» Exercise goal:
Among the entries below, how many lines hold the word "else"? Reply with the number only.

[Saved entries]
=-=-=-=-=
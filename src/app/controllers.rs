//! Demo controllers.

use std::collections::BTreeMap;

use serde::Serialize;
use serde_json::json;

use crate::message::Response;
use crate::routing::{Controller, HandlerResult};

fn param(params: &[String], index: usize) -> &str {
    params.get(index).map(String::as_str).unwrap_or_default()
}

/// Landing page.
#[derive(Debug, Default)]
pub struct BaseController;

impl BaseController {
    pub fn index(&self) -> HandlerResult {
        Ok(Response::html("<h1>Hello world!</h1>", 200)?.into())
    }
}

impl Controller for BaseController {
    fn call(&self, action: &str, _params: &[String]) -> Option<HandlerResult> {
        match action {
            "index" => Some(self.index()),
            _ => None,
        }
    }
}

#[derive(Debug, Default)]
pub struct PostController;

impl PostController {
    pub fn show(&self, id: &str) -> HandlerResult {
        Ok(Response::html(format!("<h1>Post: {id}</h1>"), 200)?.into())
    }
}

impl Controller for PostController {
    fn call(&self, action: &str, params: &[String]) -> Option<HandlerResult> {
        match action {
            "show" => Some(self.show(param(params, 0))),
            _ => None,
        }
    }
}

#[derive(Debug, Clone, Serialize)]
pub struct User {
    pub id: u32,
    pub name: &'static str,
}

/// In-memory user API.
#[derive(Debug)]
pub struct UserController {
    users: BTreeMap<u32, User>,
}

impl Default for UserController {
    fn default() -> Self {
        let users = [(1, "John Doe"), (2, "Jane Smith")]
            .into_iter()
            .map(|(id, name)| (id, User { id, name }))
            .collect();
        Self { users }
    }
}

impl UserController {
    pub fn index(&self) -> HandlerResult {
        Ok(Response::json(&self.users, 200)?.into())
    }

    pub fn show(&self, id: &str) -> HandlerResult {
        let user = id.parse::<u32>().ok().and_then(|id| self.users.get(&id));
        let response = match user {
            Some(user) => Response::json(user, 200)?,
            None => Response::json(&json!({ "error": "User not found" }), 404)?,
        };
        Ok(response.into())
    }

    pub fn store(&self) -> HandlerResult {
        Ok(Response::json(&json!({ "message": "User created successfully" }), 201)?.into())
    }
}

impl Controller for UserController {
    fn call(&self, action: &str, params: &[String]) -> Option<HandlerResult> {
        match action {
            "index" => Some(self.index()),
            "show" => Some(self.show(param(params, 0))),
            "store" => Some(self.store()),
            _ => None,
        }
    }
}

#[cfg(test)]
mod tests {
    use super::*;
    use crate::message::HttpMessage;
    use crate::routing::Outcome;

    fn response(result: Option<HandlerResult>) -> Response {
        match result.unwrap().unwrap() {
            Outcome::Response(response) => response,
            other => panic!("expected a response, got {other:?}"),
        }
    }

    #[test]
    fn test_user_lookup() {
        let controller = UserController::default();

        let found = response(controller.call("show", &["2".into()]));
        assert_eq!(found.status_code(), 200);
        assert_eq!(found.body().to_string_lossy(), r#"{"id":2,"name":"Jane Smith"}"#);

        let missing = response(controller.call("show", &["9".into()]));
        assert_eq!(missing.status_code(), 404);
        assert_eq!(missing.body().to_string_lossy(), r#"{"error":"User not found"}"#);

        let invalid = response(controller.call("show", &["abc".into()]));
        assert_eq!(invalid.status_code(), 404);
    }

    #[test]
    fn test_unknown_action() {
        assert!(PostController.call("delete", &[]).is_none());
        assert!(BaseController.call("show", &[]).is_none());
    }
}
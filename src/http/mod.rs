//! HTTP host adapter.
//!
//! # Data Flow
//! ```text
//! TCP connection
//!     → server.rs (axum setup, middleware, fallback handler)
//!     → request.rs (request ID, parts → Environment)
//!     → Application (ServerRequest → kernel → Response), on a blocking task
//!     → response.rs (status, headers, rendered body, x-request-id)
//!     → Send to client
//! ```

pub mod request;
pub mod response;
pub mod server;

pub use request::{RequestId, REQUEST_ID_ATTRIBUTE, X_REQUEST_ID};
pub use server::HttpServer;
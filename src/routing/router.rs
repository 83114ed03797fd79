//! Route lookup and dispatch.
//!
//! # Responsibilities
//! - Store routes in registration order
//! - Select the first route whose template matches the request target and whose method
//!   equals the request method
//! - Run the handler and normalize its result into a [`Response`]
//!
//! # Design Decisions
//! - Registration order is priority: an earlier general template shadows a later,
//!   more specific one. Register specific routes first.
//! - Routes are immutable once registered; the router is shared via `Arc`
//! - No match is answered with a 404 response, never an error

use serde_json::json;

use crate::message::{HttpRequest, Response};
use crate::routing::error::RoutingResult;
use crate::routing::handler::Outcome;
use crate::routing::route::Route;

/// Ordered route table.
#[derive(Debug, Clone, Default)]
pub struct Router {
    routes: Vec<Route>,
}

impl Router {
    pub fn new() -> Self {
        Self::default()
    }

    pub fn from_routes(routes: impl IntoIterator<Item = Route>) -> Self {
        let mut router = Self::new();
        for route in routes {
            router.register(route);
        }
        router
    }

    /// Append `route`; duplicates are kept.
    pub fn register(&mut self, route: Route) {
        self.routes.push(route);
    }

    pub fn routes(&self) -> &[Route] {
        &self.routes
    }

    pub fn len(&self) -> usize {
        self.routes.len()
    }

    pub fn is_empty(&self) -> bool {
        self.routes.is_empty()
    }

    /// Dispatch `request` to the first matching route.
    pub fn route<R: HttpRequest>(&self, request: &R) -> RoutingResult<Response> {
        let target = request.request_target();
        let method = request.method();

        for route in &self.routes {
            let Some(params) = route.captures(&target) else {
                continue;
            };
            if route.method() != method {
                continue;
            }

            tracing::debug!(
                method = %method,
                target = %target,
                route = %route.path(),
                params = ?params,
                "Route matched"
            );
            return execute(route, &params);
        }

        tracing::debug!(method = %method, target = %target, "No route matched");
        Ok(Response::json(&json!({ "error": "Not Found" }), 404)?)
    }
}

fn execute(route: &Route, params: &[String]) -> RoutingResult<Response> {
    let Some(result) = route.handler().invoke(params) else {
        tracing::warn!(route = %route.path(), handler = ?route.handler(), "Handler is not callable");
        return Ok(Response::html("Internal Server Error", 500)?);
    };

    let response = match result? {
        Outcome::Response(response) => response,
        Outcome::Value(value) if route.is_api() => Response::json(&value, 200)?,
        Outcome::Text(text) if route.is_api() => Response::json(&text, 200)?,
        Outcome::Value(serde_json::Value::String(text)) | Outcome::Text(text) => {
            Response::html(text, 200)?
        }
        Outcome::Value(value) => Response::html(value.to_string(), 200)?,
    };
    Ok(response)
}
=-=-=-=-=
» Task answer:
2